> _TO DO_
Every record below should be printed exactly as it appears.

> _INPUT DATA_
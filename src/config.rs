use serde::Deserialize;

use crate::depth::MAX_DOCUMENT_DEPTH;

/// Limits applied by a transform session
#[derive(Debug, Deserialize, Clone, PartialEq, Eq)]
pub struct TransformConfig {
    /// Maximum nesting depth of the working document and of subtree values
    #[serde(default = "default_max_depth")]
    pub max_depth: usize,
    /// Whether to check subtree values against `max_depth` before merging
    #[serde(default = "default_validate_input")]
    pub validate_input: bool,
}

fn default_max_depth() -> usize {
    MAX_DOCUMENT_DEPTH
}

fn default_validate_input() -> bool {
    true
}

impl Default for TransformConfig {
    fn default() -> Self {
        TransformConfig {
            max_depth: default_max_depth(),
            validate_input: default_validate_input(),
        }
    }
}

#[cfg(test)]
mod tests {
    use super::*;

    #[test]
    fn test_config_defaults() {
        let config: TransformConfig = serde_json::from_str("{}").unwrap();
        assert_eq!(config, TransformConfig::default());
        assert_eq!(config.max_depth, 1000);
        assert!(config.validate_input);
    }

    #[test]
    fn test_config_from_yaml() {
        let config: TransformConfig =
            serde_yaml::from_str("max_depth: 16\nvalidate_input: false\n").unwrap();
        assert_eq!(config.max_depth, 16);
        assert!(!config.validate_input);
    }
}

> _YOUR RESPONSE_
filename src/config.rs
use serde::Deserialize;

use crate::depth::MAX_DOCUMENT_DEPTH;

/// Limits applied by a transform session
#[derive(Debug, Deserialize, Clone, PartialEq, Eq)]
pub struct TransformConfig {
    /// Maximum nesting depth of the working document and of subtree values
    #[serde(default = "default_max_depth")]
    pub max_depth: usize,
    /// Whether to check subtree values against `max_depth` before merging
    #[serde(default = "default_validate_input")]
    pub validate_input: bool,
}

fn default_max_depth() -> usize {
    MAX_DOCUMENT_DEPTH
}

fn default_validate_input() -> bool {
    true
}

impl Default for TransformConfig {
    fn default() -> Self {
        TransformConfig {
            max_depth: default_max_depth(),
            validate_input: default_validate_input(),
        }
    }
}

#[cfg(test)]
mod tests {
    use super::*;

    #[test]
    fn test_config_defaults() {
        let config: TransformConfig = serde_json::from_str("{}").unwrap();
        assert_eq!(config, TransformConfig::default());
        assert_eq!(config.max_depth, 1000);
        assert!(config.validate_input);
    }

    #[test]
    fn test_config_from_yaml() {
        let config: TransformConfig =
            serde_yaml::from_str("max_depth: 16\nvalidate_input: false\n").unwrap();
        assert_eq!(config.max_depth, 16);
        assert!(!config.validate_input);
    }
}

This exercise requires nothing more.